14. As far back as in the year 1967, the Supreme Court, while examining the effect of a sale by a big land owner, though under the Pepsu Act, in S. Pritam Singh Chahil v. The State of Punjab and Ors., 1967 P.L.J. 114, held that a sale effected by a big land owner, after 21.8.1956, does not bind the State and would have to be ignored while adjudicating the permissible/surplus area of a big land owner. Such a sale would not effect the surplus area in any manner whatsoever. However, the Supreme Court clarified that such sales, though not binding on the State would be legal, valid and binding between the big land owner and the transferee. Relevant extract of the above mentioned judgment is reproduced hereunder:-

“The proposal to introduce the said bill must have caused apprehension in the minds of the landowners that they would lose the lands above the permissible area and naturally they must have transferred their lands in favour of their relatives. Section 32-FF was added to frustrate such devices and to make the enforcement of the Act really effective. Under the said section such a transfer made after August 21, 1956, shall not affect the rights of the State Government under the Act to the surplus area to which it would be entitled but for such transfer. Between the transferor and the transferee the transfer would be good, but it would not be effective against the State Government. That is to say for ascertaining the surplus area the land transferred would be included in the transferor’s land.”

15. The above mentioned legal position has not undergone any change and is not dissimilar to the position under the Punjab Security of Land Tenures Act. It is, thus, apparent that a transferee from a big land owner would be a person concerned/a person interested in any misfortune that may befall the land purchased. In surplus area proceedings, there is a very real threat, of the transferees land being placed in the surplus area and such an act would prejudicial effect the rights of a transferee, if any. The principles of natural justice, are not excluded from their applicability to enactments for agrarian reforms and, therefore, there is no warrant for the proposition that a transferee from a big land owner is not entitled to an opportunity of hearing in proceedings to declare surplus land belonging to his vendor.
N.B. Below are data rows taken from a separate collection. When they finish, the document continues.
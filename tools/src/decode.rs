//! Layout-driven decoding of raw bytes into field reports.

use std::fmt::{self, Write as _};

use buffer::{ReadError, ReadView};
use serde::Serialize;

use crate::layout::{FieldKind, FieldSpec, Layout};
use crate::limits::{LimitError, Limits};

/// A decoded field value.
#[derive(Debug, Clone, Copy, PartialEq, Serialize)]
#[serde(untagged)]
pub enum FieldValue {
    Unsigned(u64),
    Signed(i64),
    Float(f64),
    Bool(bool),
}

impl fmt::Display for FieldValue {
    fn fmt(&self, f: &mut fmt::Formatter<'_>) -> fmt::Result {
        match self {
            Self::Unsigned(v) => write!(f, "{v}"),
            Self::Signed(v) => write!(f, "{v}"),
            Self::Float(v) => write!(f, "{v}"),
            Self::Bool(v) => write!(f, "{v}"),
        }
    }
}

/// One decoded field. Exactly one of `value` and `error` is set.
#[derive(Debug, Clone, PartialEq, Serialize)]
pub struct FieldReport {
    pub index: usize,
    pub offset: usize,
    pub field: String,
    #[serde(skip_serializing_if = "Option::is_none")]
    pub value: Option<FieldValue>,
    #[serde(skip_serializing_if = "Option::is_none")]
    pub error: Option<String>,
}

/// Result of decoding a buffer against a layout.
#[derive(Debug, Clone, PartialEq, Serialize)]
pub struct DecodeReport {
    pub layout: String,
    pub input_bytes: usize,
    pub start_offset: usize,
    pub bytes_consumed: usize,
    pub fields: Vec<FieldReport>,
}

impl DecodeReport {
    /// Returns `true` if every field decoded.
    #[must_use]
    pub fn is_complete(&self) -> bool {
        self.fields.iter().all(|field| field.error.is_none())
    }
}

/// Errors that stop decoding before any field is read.
#[derive(Debug, Clone, Copy, PartialEq, Eq)]
pub enum DecodeError {
    Limit(LimitError),
    Offset { offset: usize, len: usize, error: ReadError },
}

impl fmt::Display for DecodeError {
    fn fmt(&self, f: &mut fmt::Formatter<'_>) -> fmt::Result {
        match self {
            Self::Limit(err) => write!(f, "{err}"),
            Self::Offset { offset, len, error } => {
                write!(f, "{error}: offset {offset} in {len} byte input")
            }
        }
    }
}

impl std::error::Error for DecodeError {}

impl From<LimitError> for DecodeError {
    fn from(err: LimitError) -> Self {
        Self::Limit(err)
    }
}

/// Decodes `bytes` from `offset` using `layout`.
///
/// Fields are read with result-style calls, so a short input still yields a
/// report: fields that fit carry values and every later field carries the
/// error.
pub fn decode_fields(
    bytes: &[u8],
    offset: usize,
    layout: &Layout,
    limits: &Limits,
) -> Result<DecodeReport, DecodeError> {
    limits.check_input(bytes.len())?;
    limits.check_fields(layout.fields().len())?;

    let mut view = ReadView::try_with_offset(bytes, offset).map_err(|error| DecodeError::Offset {
        offset,
        len: bytes.len(),
        error,
    })?;

    let mut fields = Vec::with_capacity(layout.fields().len());
    for (index, spec) in layout.fields().iter().enumerate() {
        let field_offset = view.position();
        let (value, error) = match read_field(&mut view, *spec) {
            Ok(value) => (Some(value), None),
            Err(err) => (None, Some(err.to_string())),
        };
        fields.push(FieldReport {
            index,
            offset: field_offset,
            field: spec.to_string(),
            value,
            error,
        });
    }

    let report = DecodeReport {
        layout: layout.to_string(),
        input_bytes: bytes.len(),
        start_offset: offset,
        bytes_consumed: view.position() - offset,
        fields,
    };
    tracing::debug!(
        fields = report.fields.len(),
        consumed = report.bytes_consumed,
        complete = report.is_complete(),
        "decoded layout"
    );
    Ok(report)
}

fn read_field(view: &mut ReadView<'_>, spec: FieldSpec) -> Result<FieldValue, ReadError> {
    let endian = spec.resolved_endian();
    let value = match spec.kind {
        FieldKind::U8 => FieldValue::Unsigned(view.try_read_endian::<u8>(endian)?.into()),
        FieldKind::U16 => FieldValue::Unsigned(view.try_read_endian::<u16>(endian)?.into()),
        FieldKind::U32 => FieldValue::Unsigned(view.try_read_endian::<u32>(endian)?.into()),
        FieldKind::U64 => FieldValue::Unsigned(view.try_read_endian::<u64>(endian)?),
        FieldKind::I8 => FieldValue::Signed(view.try_read_endian::<i8>(endian)?.into()),
        FieldKind::I16 => FieldValue::Signed(view.try_read_endian::<i16>(endian)?.into()),
        FieldKind::I32 => FieldValue::Signed(view.try_read_endian::<i32>(endian)?.into()),
        FieldKind::I64 => FieldValue::Signed(view.try_read_endian::<i64>(endian)?),
        FieldKind::F32 => FieldValue::Float(view.try_read_endian::<f32>(endian)?.into()),
        FieldKind::F64 => FieldValue::Float(view.try_read_endian::<f64>(endian)?),
        FieldKind::Bool => FieldValue::Bool(view.try_read_endian::<bool>(endian)?),
    };
    Ok(value)
}

/// Formats a report as aligned, human-readable lines.
#[must_use]
pub fn format_decode_pretty(report: &DecodeReport) -> String {
    let mut out = String::new();
    let _ = writeln!(
        out,
        "layout: {} ({} of {} bytes from offset {})",
        report.layout, report.bytes_consumed, report.input_bytes, report.start_offset
    );
    for field in &report.fields {
        let _ = write!(out, "  [{:>3}] @{:<6} {:<8} ", field.index, field.offset, field.field);
        match (&field.value, &field.error) {
            (Some(value), _) => {
                let _ = writeln!(out, "= {value}");
            }
            (None, Some(error)) => {
                let _ = writeln!(out, "! {error}");
            }
            (None, None) => {
                let _ = writeln!(out);
            }
        }
    }
    out
}

#[cfg(test)]
mod tests {
    use super::*;

    fn layout(text: &str) -> Layout {
        text.parse().unwrap()
    }

    #[test]
    fn decodes_every_field() {
        let bytes = [0x78, 0x56, 0x34, 0x12, 0xAB, 0xCD, 0x01, 0x98, 0xBA, 0xDC, 0xFE];
        let report = decode_fields(
            &bytes,
            0,
            &layout("le:u32,be:u16,bool,le:u32"),
            &Limits::for_testing(),
        )
        .unwrap();

        assert!(report.is_complete());
        assert_eq!(report.bytes_consumed, 11);
        let values: Vec<_> = report.fields.iter().map(|f| f.value).collect();
        assert_eq!(
            values,
            vec![
                Some(FieldValue::Unsigned(0x1234_5678)),
                Some(FieldValue::Unsigned(0xABCD)),
                Some(FieldValue::Bool(true)),
                Some(FieldValue::Unsigned(0xFEDC_BA98)),
            ]
        );
        assert_eq!(report.fields[2].offset, 6);
    }

    #[test]
    fn short_input_reports_per_field() {
        let bytes = [0xFF, 0xFE, 0x00];
        let report =
            decode_fields(&bytes, 0, &layout("be:i16,be:u16,u8"), &Limits::for_testing()).unwrap();

        assert!(!report.is_complete());
        assert_eq!(report.fields[0].value, Some(FieldValue::Signed(-2)));
        assert!(report.fields[1].error.is_some());
        assert!(report.fields[2].error.is_some());
        assert_eq!(report.bytes_consumed, 3);
    }

    #[test]
    fn offset_past_end_is_rejected() {
        let err = decode_fields(&[0u8; 4], 5, &layout("u8"), &Limits::for_testing()).unwrap_err();
        assert_eq!(
            err,
            DecodeError::Offset {
                offset: 5,
                len: 4,
                error: ReadError::InvalidPositionOffset,
            }
        );
    }

    #[test]
    fn limits_are_enforced() {
        let bytes = vec![0u8; 4097];
        let err = decode_fields(&bytes, 0, &layout("u8"), &Limits::for_testing()).unwrap_err();
        assert!(matches!(err, DecodeError::Limit(LimitError::InputTooLarge { .. })));
    }

    #[test]
    fn pretty_output_lists_fields() {
        let report =
            decode_fields(&[1, 2], 1, &layout("u8,u8"), &Limits::for_testing()).unwrap();
        let text = format_decode_pretty(&report);
        assert!(text.contains("= 2"));
        assert!(text.contains("! insufficient buffer space for read"));
    }

    #[test]
    fn json_omits_missing_parts() {
        let report = decode_fields(&[7], 0, &layout("u8"), &Limits::for_testing()).unwrap();
        let json = serde_json::to_value(&report).unwrap();
        assert_eq!(json["fields"][0]["value"], 7);
        assert!(json["fields"][0].get("error").is_none());
    }
}
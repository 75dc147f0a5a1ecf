//! Inspection and encoding tools for bytewise buffers.
//!
//! This crate drives the `buffer` crate with layouts chosen at runtime:
//!
//! - Decode a file into typed fields, reporting short data per field
//! - Encode textual values into bytes for fixtures and test vectors
//! - Compute the encoded size of a layout
//!
//! # Design Principles
//!
//! - **First-class tooling** - These tools are part of the product, not afterthoughts.
//! - **Human-readable output** - Make it easy to see which bytes became which value.
//! - **Never panic on input** - Only result-style buffer calls are used here.

mod decode;
mod encode;
mod layout;
mod limits;

pub use decode::{
    decode_fields, format_decode_pretty, DecodeError, DecodeReport, FieldReport, FieldValue,
};
pub use encode::{encode_fields, split_values, EncodeError};
pub use layout::{FieldKind, FieldSpec, Layout, LayoutError};
pub use limits::{LimitError, Limits};
//! Byte order selection and endianness-tagged values.

use std::mem::size_of;

/// Byte order used to lay out a value.
#[derive(Debug, Clone, Copy, PartialEq, Eq, Hash)]
#[cfg_attr(feature = "serde", derive(serde::Serialize, serde::Deserialize))]
pub enum Endian {
    /// Most significant byte first.
    Big,
    /// Least significant byte first.
    Little,
}

impl Endian {
    /// Byte order of the host.
    #[cfg(target_endian = "little")]
    pub const NATIVE: Self = Self::Little;

    /// Byte order of the host.
    #[cfg(target_endian = "big")]
    pub const NATIVE: Self = Self::Big;

    /// Returns `true` if this is the host byte order.
    #[must_use]
    pub const fn is_native(self) -> bool {
        matches!(
            (self, Self::NATIVE),
            (Self::Big, Self::Big) | (Self::Little, Self::Little)
        )
    }
}

/// A primitive whose bytes can be laid out in either byte order.
///
/// Implementations touch only the first [`WIDTH`](Self::WIDTH) bytes of the
/// slices they receive and expect at least that many to be present.
pub trait ByteOrdered: Copy {
    /// Encoded width in bytes.
    const WIDTH: usize;

    /// Decodes a value from the front of `bytes` using `order`.
    fn from_ordered_bytes(bytes: &[u8], order: Endian) -> Self;

    /// Encodes the value into the front of `bytes` using `order`.
    fn write_ordered_bytes(self, bytes: &mut [u8], order: Endian);
}

macro_rules! impl_byte_ordered {
    ($($ty:ty),+ $(,)?) => {
        $(
            impl ByteOrdered for $ty {
                const WIDTH: usize = size_of::<$ty>();

                #[inline]
                fn from_ordered_bytes(bytes: &[u8], order: Endian) -> Self {
                    let mut raw = [0u8; size_of::<$ty>()];
                    raw.copy_from_slice(&bytes[..size_of::<$ty>()]);
                    match order {
                        Endian::Big => <$ty>::from_be_bytes(raw),
                        Endian::Little => <$ty>::from_le_bytes(raw),
                    }
                }

                #[inline]
                fn write_ordered_bytes(self, bytes: &mut [u8], order: Endian) {
                    let raw = match order {
                        Endian::Big => self.to_be_bytes(),
                        Endian::Little => self.to_le_bytes(),
                    };
                    bytes[..size_of::<$ty>()].copy_from_slice(&raw);
                }
            }
        )+
    };
}

impl_byte_ordered!(u8, u16, u32, u64, u128, usize, i8, i16, i32, i64, i128, isize, f32, f64);

impl ByteOrdered for bool {
    const WIDTH: usize = 1;

    #[inline]
    fn from_ordered_bytes(bytes: &[u8], _order: Endian) -> Self {
        bytes[0] != 0
    }

    #[inline]
    fn write_ordered_bytes(self, bytes: &mut [u8], _order: Endian) {
        bytes[0] = u8::from(self);
    }
}

impl ByteOrdered for char {
    const WIDTH: usize = size_of::<u32>();

    #[inline]
    fn from_ordered_bytes(bytes: &[u8], order: Endian) -> Self {
        let scalar = u32::from_ordered_bytes(bytes, order);
        Self::from_u32(scalar).unwrap_or(Self::REPLACEMENT_CHARACTER)
    }

    #[inline]
    fn write_ordered_bytes(self, bytes: &mut [u8], order: Endian) {
        u32::from(self).write_ordered_bytes(bytes, order);
    }
}

/// Marks a value for encoding/decoding most significant byte first.
///
/// Reading a `BigEndian<T>` yields a plain `T`:
///
/// ```
/// use buffer::{read, BigEndian};
///
/// let bytes = [0x89, 0xAB, 0xCD, 0xEF];
/// assert_eq!(read::<BigEndian<u32>>(&bytes), 0x89AB_CDEF);
/// ```
#[derive(Debug, Clone, Copy, PartialEq, Eq, Hash, Default)]
pub struct BigEndian<T>(pub T);

/// Marks a value for encoding/decoding least significant byte first.
#[derive(Debug, Clone, Copy, PartialEq, Eq, Hash, Default)]
pub struct LittleEndian<T>(pub T);

impl<T> BigEndian<T> {
    /// Byte order applied by this wrapper.
    pub const ENDIAN: Endian = Endian::Big;

    /// Returns the wrapped value.
    pub fn into_inner(self) -> T {
        self.0
    }
}

impl<T> LittleEndian<T> {
    /// Byte order applied by this wrapper.
    pub const ENDIAN: Endian = Endian::Little;

    /// Returns the wrapped value.
    pub fn into_inner(self) -> T {
        self.0
    }
}

impl<T> From<T> for BigEndian<T> {
    fn from(value: T) -> Self {
        Self(value)
    }
}

impl<T> From<T> for LittleEndian<T> {
    fn from(value: T) -> Self {
        Self(value)
    }
}

#[cfg(test)]
mod tests {
    use super::*;

    #[test]
    fn native_matches_target() {
        assert!(Endian::NATIVE.is_native());
        if cfg!(target_endian = "little") {
            assert_eq!(Endian::NATIVE, Endian::Little);
            assert!(!Endian::Big.is_native());
        } else {
            assert_eq!(Endian::NATIVE, Endian::Big);
            assert!(!Endian::Little.is_native());
        }
    }

    #[test]
    fn u32_big_endian_layout() {
        let mut buf = [0u8; 4];
        0x89AB_CDEFu32.write_ordered_bytes(&mut buf, Endian::Big);
        assert_eq!(buf, [0x89, 0xAB, 0xCD, 0xEF]);
        assert_eq!(u32::from_ordered_bytes(&buf, Endian::Big), 0x89AB_CDEF);
    }

    #[test]
    fn u32_little_endian_layout() {
        let mut buf = [0u8; 4];
        0x89AB_CDEFu32.write_ordered_bytes(&mut buf, Endian::Little);
        assert_eq!(buf, [0xEF, 0xCD, 0xAB, 0x89]);
        assert_eq!(u32::from_ordered_bytes(&buf, Endian::Little), 0x89AB_CDEF);
    }

    #[test]
    fn write_touches_only_width() {
        let mut buf = [0xAAu8; 6];
        0x0102u16.write_ordered_bytes(&mut buf[1..], Endian::Big);
        assert_eq!(buf, [0xAA, 0x01, 0x02, 0xAA, 0xAA, 0xAA]);
    }

    #[test]
    fn bool_ignores_order() {
        let mut buf = [0u8; 1];
        true.write_ordered_bytes(&mut buf, Endian::Big);
        assert_eq!(buf, [1]);
        assert!(bool::from_ordered_bytes(&[7], Endian::Little));
        assert!(!bool::from_ordered_bytes(&[0], Endian::Big));
    }

    #[test]
    fn char_invalid_scalar_decodes_to_replacement() {
        let bytes = 0xD800u32.to_be_bytes();
        assert_eq!(
            char::from_ordered_bytes(&bytes, Endian::Big),
            char::REPLACEMENT_CHARACTER
        );
    }

    #[test]
    fn float_roundtrip_both_orders() {
        for order in [Endian::Big, Endian::Little] {
            let mut buf = [0u8; 8];
            (-1.5f64).write_ordered_bytes(&mut buf, order);
            assert_eq!(f64::from_ordered_bytes(&buf, order), -1.5);
        }
    }

    #[test]
    fn widths_match_type_sizes() {
        assert_eq!(<u8 as ByteOrdered>::WIDTH, 1);
        assert_eq!(<i16 as ByteOrdered>::WIDTH, 2);
        assert_eq!(<f32 as ByteOrdered>::WIDTH, 4);
        assert_eq!(<u128 as ByteOrdered>::WIDTH, 16);
        assert_eq!(<char as ByteOrdered>::WIDTH, 4);
    }

    #[test]
    fn wrappers_expose_order() {
        assert_eq!(BigEndian::<u16>::ENDIAN, Endian::Big);
        assert_eq!(LittleEndian::<u16>::ENDIAN, Endian::Little);
        assert_eq!(BigEndian::from(5u8).into_inner(), 5);
        assert_eq!(LittleEndian(7u64).into_inner(), 7);
    }
}
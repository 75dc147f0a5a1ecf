//! Cursor-carrying views for sequential reads and writes.
//!
//! A view borrows its byte slice and tracks a position within it. Every
//! transfer starts at the position and advances it, so a sequence of calls
//! walks the buffer front to back without manual offset arithmetic.

use crate::encoding::{ByteOrdered, Endian};
use crate::error::{ReadError, ReadResult, WriteError, WriteResult};
use crate::list::ValueList;
use crate::value::BufferValue;
use crate::{read, write};

#[cold]
#[track_caller]
fn seek_failed(position: usize, len: usize) -> ! {
    panic!("cannot seek past end of buffer: position {position}, length {len}")
}

/// A read cursor over a borrowed byte slice.
///
/// ```
/// use buffer::{BigEndian, ReadView};
///
/// let bytes = [0x00, 0x2A, 0x01];
/// let mut view = ReadView::new(&bytes);
/// assert_eq!(view.read::<BigEndian<u16>>(), 42);
/// assert!(view.read::<bool>());
/// assert!(view.is_empty());
/// ```
#[derive(Debug, Clone, Copy)]
pub struct ReadView<'a> {
    data: &'a [u8],
    position: usize,
}

impl<'a> ReadView<'a> {
    /// Creates a view positioned at the start of `data`.
    #[must_use]
    pub const fn new(data: &'a [u8]) -> Self {
        Self { data, position: 0 }
    }

    /// Creates a view positioned `offset` bytes into `data`.
    ///
    /// # Panics
    ///
    /// Panics if `offset` is past the end of `data`.
    #[track_caller]
    pub fn with_offset(data: &'a [u8], offset: usize) -> Self {
        let mut view = Self::new(data);
        view.seek(offset);
        view
    }

    /// Creates a view positioned `offset` bytes into `data`, or reports
    /// [`ReadError::InvalidPositionOffset`].
    pub fn try_with_offset(data: &'a [u8], offset: usize) -> ReadResult<Self> {
        let mut view = Self::new(data);
        view.try_seek(offset)?;
        Ok(view)
    }

    /// Moves the cursor to `position`.
    ///
    /// # Panics
    ///
    /// Panics if `position` is past the end of the buffer.
    #[track_caller]
    pub fn seek(&mut self, position: usize) -> &mut Self {
        if position > self.data.len() {
            seek_failed(position, self.data.len());
        }
        self.position = position;
        self
    }

    /// Moves the cursor to `position`; the cursor is unchanged on failure.
    pub fn try_seek(&mut self, position: usize) -> ReadResult<()> {
        if position > self.data.len() {
            return Err(ReadError::InvalidPositionOffset);
        }
        self.position = position;
        Ok(())
    }

    /// Returns the current byte position.
    #[must_use]
    pub const fn position(&self) -> usize {
        self.position
    }

    /// Returns the number of bytes between the cursor and the end.
    #[must_use]
    pub const fn remaining(&self) -> usize {
        self.data.len() - self.position
    }

    /// Returns the bytes between the cursor and the end.
    #[must_use]
    pub fn remaining_bytes(&self) -> &'a [u8] {
        &self.data[self.position..]
    }

    /// Returns the length of the whole underlying buffer.
    #[must_use]
    pub const fn len(&self) -> usize {
        self.data.len()
    }

    /// Returns `true` if there are no more bytes to read.
    #[must_use]
    pub const fn is_empty(&self) -> bool {
        self.remaining() == 0
    }

    /// Reads the values of `L` and advances past them.
    ///
    /// # Panics
    ///
    /// Panics if fewer than `byte_count::<L>()` bytes remain. The cursor does
    /// not move in that case.
    #[track_caller]
    pub fn read<L: ValueList>(&mut self) -> L::Decoded {
        let out = read::read::<L>(self.remaining_bytes());
        self.position += L::BYTE_COUNT;
        out
    }

    /// Reads the values of `L`, one result per slot.
    ///
    /// The cursor advances by the full width of `L`, clamped to the end of the
    /// buffer, whether or not every slot succeeded.
    pub fn try_read<L: ValueList>(&mut self) -> L::ReadResults {
        let out = read::try_read::<L>(self.remaining_bytes());
        self.advance_clamped(L::BYTE_COUNT);
        out
    }

    /// Fills `out` with consecutive `T` values and advances past them.
    ///
    /// # Panics
    ///
    /// Panics if the range does not fit in the remaining bytes.
    #[track_caller]
    pub fn read_range<T: BufferValue>(&mut self, out: &mut [T::Decoded]) {
        read::read_range::<T>(self.remaining_bytes(), out);
        self.position += T::BYTE_WIDTH * out.len();
    }

    /// Fills `out` with consecutive `T` values as a unit.
    ///
    /// On failure `out` is untouched and the cursor moves to the end of the
    /// buffer.
    pub fn try_read_range<T: BufferValue>(&mut self, out: &mut [T::Decoded]) -> ReadResult<()> {
        match read::try_read_range::<T>(self.remaining_bytes(), out) {
            Ok(()) => {
                self.position += T::BYTE_WIDTH * out.len();
                Ok(())
            }
            Err(err) => {
                self.position = self.data.len();
                Err(err)
            }
        }
    }

    /// Reads a `T` in the byte order chosen at runtime.
    ///
    /// # Panics
    ///
    /// Panics if fewer than `T::WIDTH` bytes remain.
    #[track_caller]
    pub fn read_endian<T: ByteOrdered>(&mut self, endian: Endian) -> T {
        let out = read::read_endian::<T>(self.remaining_bytes(), endian);
        self.position += T::WIDTH;
        out
    }

    /// Reads a `T` in the byte order chosen at runtime, advancing like
    /// [`try_read`](Self::try_read).
    pub fn try_read_endian<T: ByteOrdered>(&mut self, endian: Endian) -> ReadResult<T> {
        let out = read::try_read_endian::<T>(self.remaining_bytes(), endian);
        self.advance_clamped(T::WIDTH);
        out
    }

    fn advance_clamped(&mut self, count: usize) {
        self.position += count.min(self.remaining());
    }
}

/// A write cursor over a borrowed byte slice.
///
/// ```
/// use buffer::{BigEndian, WriteView};
///
/// let mut bytes = [0u8; 8];
/// let mut view = WriteView::new(&mut bytes);
/// view.write((BigEndian(0x0102u16), true));
/// assert_eq!(view.written(), &[0x01, 0x02, 0x01]);
/// ```
#[derive(Debug)]
pub struct WriteView<'a> {
    data: &'a mut [u8],
    position: usize,
}

impl<'a> WriteView<'a> {
    /// Creates a view positioned at the start of `data`.
    #[must_use]
    pub fn new(data: &'a mut [u8]) -> Self {
        Self { data, position: 0 }
    }

    /// Creates a view positioned `offset` bytes into `data`.
    ///
    /// # Panics
    ///
    /// Panics if `offset` is past the end of `data`.
    #[track_caller]
    pub fn with_offset(data: &'a mut [u8], offset: usize) -> Self {
        let mut view = Self::new(data);
        view.seek(offset);
        view
    }

    /// Creates a view positioned `offset` bytes into `data`, or reports
    /// [`WriteError::InvalidPositionOffset`].
    pub fn try_with_offset(data: &'a mut [u8], offset: usize) -> WriteResult<Self> {
        let mut view = Self::new(data);
        view.try_seek(offset)?;
        Ok(view)
    }

    /// Moves the cursor to `position`.
    ///
    /// # Panics
    ///
    /// Panics if `position` is past the end of the buffer.
    #[track_caller]
    pub fn seek(&mut self, position: usize) -> &mut Self {
        if position > self.data.len() {
            seek_failed(position, self.data.len());
        }
        self.position = position;
        self
    }

    /// Moves the cursor to `position`; the cursor is unchanged on failure.
    pub fn try_seek(&mut self, position: usize) -> WriteResult<()> {
        if position > self.data.len() {
            return Err(WriteError::InvalidPositionOffset);
        }
        self.position = position;
        Ok(())
    }

    #[must_use]
    pub fn position(&self) -> usize {
        self.position
    }

    #[must_use]
    pub fn remaining(&self) -> usize {
        self.data.len() - self.position
    }

    /// Returns the unwritten tail of the buffer.
    pub fn remaining_bytes(&mut self) -> &mut [u8] {
        &mut self.data[self.position..]
    }

    #[must_use]
    pub fn len(&self) -> usize {
        self.data.len()
    }

    /// Returns `true` if there is no room left to write.
    #[must_use]
    pub fn is_empty(&self) -> bool {
        self.remaining() == 0
    }

    /// Returns the bytes before the cursor.
    #[must_use]
    pub fn written(&self) -> &[u8] {
        &self.data[..self.position]
    }

    /// Consumes the view and returns the bytes before the cursor.
    #[must_use]
    pub fn into_written(self) -> &'a mut [u8] {
        let data = self.data;
        &mut data[..self.position]
    }

    /// Writes `values` and advances past them.
    ///
    /// # Panics
    ///
    /// Panics if fewer than `byte_count::<L>()` bytes remain. Neither the
    /// cursor nor the buffer changes in that case.
    #[track_caller]
    pub fn write<L: ValueList>(&mut self, values: L) -> usize {
        let written = write::write(self.remaining_bytes(), values);
        self.position += written;
        written
    }

    /// Writes `values` slot by slot.
    ///
    /// The cursor advances by the full width of `L`, clamped to the end of the
    /// buffer, whether or not every slot fit.
    pub fn try_write<L: ValueList>(&mut self, values: L) -> L::WriteResults {
        let out = write::try_write(self.remaining_bytes(), values);
        self.advance_clamped(L::BYTE_COUNT);
        out
    }

    /// Writes every element of `values` and advances past them.
    ///
    /// # Panics
    ///
    /// Panics if the range does not fit in the remaining bytes.
    #[track_caller]
    pub fn write_range<T: BufferValue>(&mut self, values: &[T]) -> usize {
        let written = write::write_range(self.remaining_bytes(), values);
        self.position += written;
        written
    }

    /// Writes every element of `values` as a unit.
    ///
    /// On failure nothing is written and the cursor moves to the end of the
    /// buffer.
    pub fn try_write_range<T: BufferValue>(&mut self, values: &[T]) -> WriteResult<usize> {
        match write::try_write_range(self.remaining_bytes(), values) {
            Ok(written) => {
                self.position += written;
                Ok(written)
            }
            Err(err) => {
                self.position = self.data.len();
                Err(err)
            }
        }
    }

    /// Writes `value` in the byte order chosen at runtime.
    ///
    /// # Panics
    ///
    /// Panics if fewer than `T::WIDTH` bytes remain.
    #[track_caller]
    pub fn write_endian<T: ByteOrdered>(&mut self, value: T, endian: Endian) -> usize {
        let written = write::write_endian(self.remaining_bytes(), value, endian);
        self.position += written;
        written
    }

    /// Writes `value` in the byte order chosen at runtime, advancing like
    /// [`try_write`](Self::try_write).
    pub fn try_write_endian<T: ByteOrdered>(
        &mut self,
        value: T,
        endian: Endian,
    ) -> WriteResult<usize> {
        let out = write::try_write_endian(self.remaining_bytes(), value, endian);
        self.advance_clamped(T::WIDTH);
        out
    }

    fn advance_clamped(&mut self, count: usize) {
        self.position += count.min(self.remaining());
    }
}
16. The contention of the learned counsel for the respondent; that service of a notice upon a transferee would be an exercise in futility as the transfer does not bind the State and there is no right in a transferee to claim that land transferred to it be placed in the permissible area of the landlord, in my opinion places the cart before the horse.

17. The right to a hearing, in my opinion, does not emanate from the nature of defence but from the threatened invasion of a transferees rights, howsoever minimal. The obligation to serve a notice is not to be misunderstood as accepting, even prima facie, any claim or right of the vendee. The notice, would not in any manner whittle down the rights of the State, statutorily enacted. Holding otherwise would be conferring power upon the Collector to prejudge the nature of the defence and the right to pick and choose a transferee required to be served with a notice. The statute does not warrant such an interpretation and nor does it seek to confer such powers upon the Collector. The question, whether the defence is plausible, bonafide or not would obviously be considered and decided after the transferee puts up a defence in response to a notice served upon him. A Division Bench of this Court in Hardev Singh and Ors. v. The State of Punjab and Ors., 1971 P.L.J. 283 has succinctly held as follows:-

“Even otherwise, the requirement of service of notice on all persons interested under Sub-rule (3) of Rule 6 of the 1956 Rules appears to us to be based on principles of natural justice requiring an opportunity being afforded to any person who is likely to be prejudicially affected by an order which might be passed in the relevant proceedings. The want of such a notice cannot be dispensed with or ignored on the mere ground that particular transferees or tenants who may otherwise be deemed to be the persons interested in the proceedings have really no good defence to the proposed order. It is no doubt correct that neither the Act nor the 1956 Rules, require the Circle Revenue Officer or the Collector to hold an investigation into who could be the possible persons interested in the proceedings before them. It is, therefore, manifest that notice under Rule 6(3) has to be issued in the proceedings before the Circle Revenue Officer only to such persons whose names may be mentioned in form ‘D’ prepared by the Patwari or whose names may be shown in the relevant revenue records available to the Circle Revenue Officer as either vendees or donees or other transferees or tenants of the land which is proposed to be included in the surplus area of the original landowner. In the present case it is admitted that the names of the petitioners had been entered in the revenue record as donees of the disputed land on account of the sanction of the mutation of the gift, and that relief on account of the said alienation had been claimed by the landowner before the Circle Revenue Officer. We, therefore, hold that the entire proceedings for determination of the surplus area of the original land owner its so far as it relates to the land forming the subject matter of the gift deed in favour of the petitioners is concerned, are vitiated by the above mentioned apparent error of law which has prejudicially affected the petitioners.”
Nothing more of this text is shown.